When you hire a lawyer, they have many obligations to you as their client. These obligations include:
- Maintaining attorney-client privilege means that everything you discuss with your lawyer is confidential.
- Avoiding conflicts of interest: Your lawyer cannot also represent someone whose claims conflict with yours regarding the legal matter for which you’ve hired your lawyer.
- Staying within the law: Your attorney cannot do anything illegal to further your case.
- Providing competent representation means that your lawyer will act professionally and competently on your behalf.
When you hire a lawyer, they must provide you with competent representation. This means that if your case is complex or in an area of law, your lawyer is not experienced in, they should refer you to another attorney who can help. If you find yourself in the hands of an incompetent lawyer, they may make mistakes that a reasonably competent lawyer would not make. If these mistakes cause you damage, you may be able to pursue a claim against your lawyer for malpractice. Incompetent behavior can come in the form of procedural errors or ethical violations.
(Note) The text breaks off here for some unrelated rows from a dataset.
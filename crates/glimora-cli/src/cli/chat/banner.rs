//! Welcome banner display for the chat REPL.

use console::style;

/// Print the welcome banner at chat startup.
///
/// Shows the app name, the configured model, how many saved sessions
/// exist, and a hint about slash commands.
pub fn print_welcome_banner(model: &str, session_count: usize) {
    println!();
    println!("  {}", style("Glimora").cyan().bold());
    println!("  {}", style("Movie and drama chat, in your terminal").dim());
    println!();
    println!("  {}  {}", style("Model:").bold(), style(model).dim());
    if session_count > 0 {
        println!(
            "  {}  {}",
            style("Saved:").bold(),
            style(format!(
                "{session_count} session{}",
                if session_count == 1 { "" } else { "s" }
            ))
            .dim()
        );
    }
    println!();
    println!(
        "  {}",
        style("Type /help for commands, Ctrl+D to exit").dim()
    );
    println!("  {}", style("---").dim());
    println!();
}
If you have any questions about what you can expect from your lawyer or are concerned that your lawyer is not meeting your expectations, it’s important to discuss these concerns with your lawyer. If you’re still unsatisfied after speaking with your lawyer, you may consider finding a new one. Remember that ethical obligations bind lawyers, so if you believe your lawyer has acted unethically, you can report them to the appropriate authorities.
When choosing an attorney, be sure to ask about their experience and whether they have handled cases similar to yours in the past. It would be best if you also asked about their communication style and how often they will keep you updated on the progress of your case.